The typefaces aren't very nice. It seems that the Globe & Mail's decision to commission Mr Shinn was completely geographic. I can't name a single notable Canadian type designer, apart from the late Les Usherwood. If the paper had contacted one of the Dutch or Belgian designers mentioned above - for example - they would have been in better hands.

Posted by: John Smith at April 25, 2007 8:20 AM

This is my first time at Newsdesigner.com. There seem to be a lot of cheap shots based on geographic prejudice. Is that par for the course, or just pranksters trying to crank my handle?

Posted by: nick shinn at April 25, 2007 8:47 AM

The redesign's weakness isn't Shinn's font. It's the use of his fonts that doesn't really do them, or the design concept, justice.

Posted by: Abraham Thinkin' at April 25, 2007 8:56 AM

Mr Shinn, I was not being prejudiced. I was just pointing out that in the type design world, Canada is a relatively weak contributor, especially in comparison with a country like Holland, which has half the population of Canada, but which can boast approximately a dozen world-class type designers versus Canada's none. Since this is the case, it would have made sense for the Globe & Mail to look outside of Canada's borders.

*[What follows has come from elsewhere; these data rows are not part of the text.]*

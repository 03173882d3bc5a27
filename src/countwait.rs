//! Futex-equivalent counting-wait primitive used by the pool worker
//! strategy to park threads between migrations.
//!
//! Grounded on spec.md §9 ("Counting-wait primitive") and the upstream
//! `counting_wait` class's `wait_if`/`inc_if`/`wake` trio. `ptab`'s own
//! dependency set reaches for `std::sync::{Mutex,
//! Condvar}` whenever it needs anything beyond lock-free atomics (it has no
//! precedent for parking threads at all, being lock-free throughout), so
//! this stays on `std` rather than pulling in a dedicated futex crate.

use std::sync::Condvar;
use std::sync::Mutex;

use crate::sync::atomic::AtomicU32;
use crate::sync::atomic::Ordering;

/// A generation counter threads can block on until it changes.
pub(crate) struct CountingWait {
  generation: AtomicU32,
  lock: Mutex<()>,
  condvar: Condvar,
}

impl Default for CountingWait {
  fn default() -> Self {
    Self {
      generation: AtomicU32::new(0),
      lock: Mutex::new(()),
      condvar: Condvar::new(),
    }
  }
}

impl CountingWait {
  /// Returns the current generation.
  #[inline]
  pub(crate) fn value(&self) -> u32 {
    self.generation.load(Ordering::Acquire)
  }

  /// Blocks the calling thread until the generation no longer equals
  /// `expected`.
  pub(crate) fn wait_if(&self, expected: u32) {
    if self.generation.load(Ordering::Acquire) != expected {
      return;
    }

    let guard = self.lock.lock().unwrap_or_else(|poison| poison.into_inner());

    let _unused = self
      .condvar
      .wait_while(guard, |()| self.generation.load(Ordering::Acquire) == expected)
      .unwrap_or_else(|poison| poison.into_inner());
  }

  /// Advances the generation if it still equals `expected`. Returns `true`
  /// if this call performed the advance (spec: used to decide whether the
  /// caller, not a racing peer, should also call [`wake`](Self::wake)).
  pub(crate) fn inc_if(&self, expected: u32) -> bool {
    let _guard = self.lock.lock().unwrap_or_else(|poison| poison.into_inner());

    self
      .generation
      .compare_exchange(expected, expected.wrapping_add(1), Ordering::AcqRel, Ordering::Acquire)
      .is_ok()
  }

  /// Wakes every thread parked in [`wait_if`](Self::wait_if).
  pub(crate) fn wake(&self) {
    let _guard = self.lock.lock().unwrap_or_else(|poison| poison.into_inner());
    self.condvar.notify_all();
  }
}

Posted by: John Smith at April 25, 2007 9:26 AM

About the fonts:
Nick Shinn is a fine typographer. His new font is interesting, I especially like the lighter weights, but I find it to be an inappropriate stylistic choice for the Globe and Mail.
About the design:
I was expecting this redesign to "wow" me. As a Canadian I am embarrassed that our national paper is merely following european design trends rather than taking the leadership in news design. Alas, this is a missed opportunity.

Posted by: Wendy Cedar at April 25, 2007 9:54 AM

Abraham, I have to disagree. I feel the opposite - the layouts are quite nice, but the type doesn't work for me, regardless of its country of origin. Mr. Shinn's 'News' sans looks too decorative, or 'loud', to do its job day after day. Too many of its characters cry out for attention. It is almost as though the headline face wants to be looked at, rather than read. I'm not very familiar with Mr. Shinn's work, but this face looks like it comes from a typographer who does not have much experience working with newspapers. The text face seems decent, but is also very busy in its details. I would be curious to see how it works in print, and I have not seen a Canadian paper for sale here in Europe before. One can't honestly judge text type from a PDF. The second sans does nothing for me, and looks very much like Bliss, which I am also ambivalent towards. The logic of the more plain typeface being designed for more decorative layouts is lost on me. This seems entirely counterintuitive. It is all a matter of personal opinion, of course. I cannot fault Mr. Shinn for wanting to put his mark on the paper, however much I may disagree with the idea that a newspaper is a place for one's own personal expression.

Aside from the type, the layouts seem clean, inviting, and well-organized. Almost Scandinavian! The heavy rules do a good job of breaking the pages up into discrete entry points. The photography is very strong. I see very little use of information graphics, however, which is disappointing. One hopes that they are used well and often in the paper, although I have doubts about any of these new types serving well in them.

Posted by: Anders at April 25, 2007 10:10 AM

Mr Smith, parading your ignorance of the Canadian type design scene certainly counts as prejudice, IMO.

Without overly indulging in breast beating, I could provide a long list of leading newspapers around the world that presently use my faces. In the US, for instance, the Chicago Tribune and the recent redesign of the St Petersburg Times.

However, I don't feel it's always necessary to "hire the best in the world" for a newspaper design -- there's much to be said for using in-house talent, and local type designers.

Ms Cedar, I'd ask you to reconsider your opinion that the Globe and Mail redesign is derivative of design trends, and entertain the idea that it just might contribute to such trends, and may well advance them.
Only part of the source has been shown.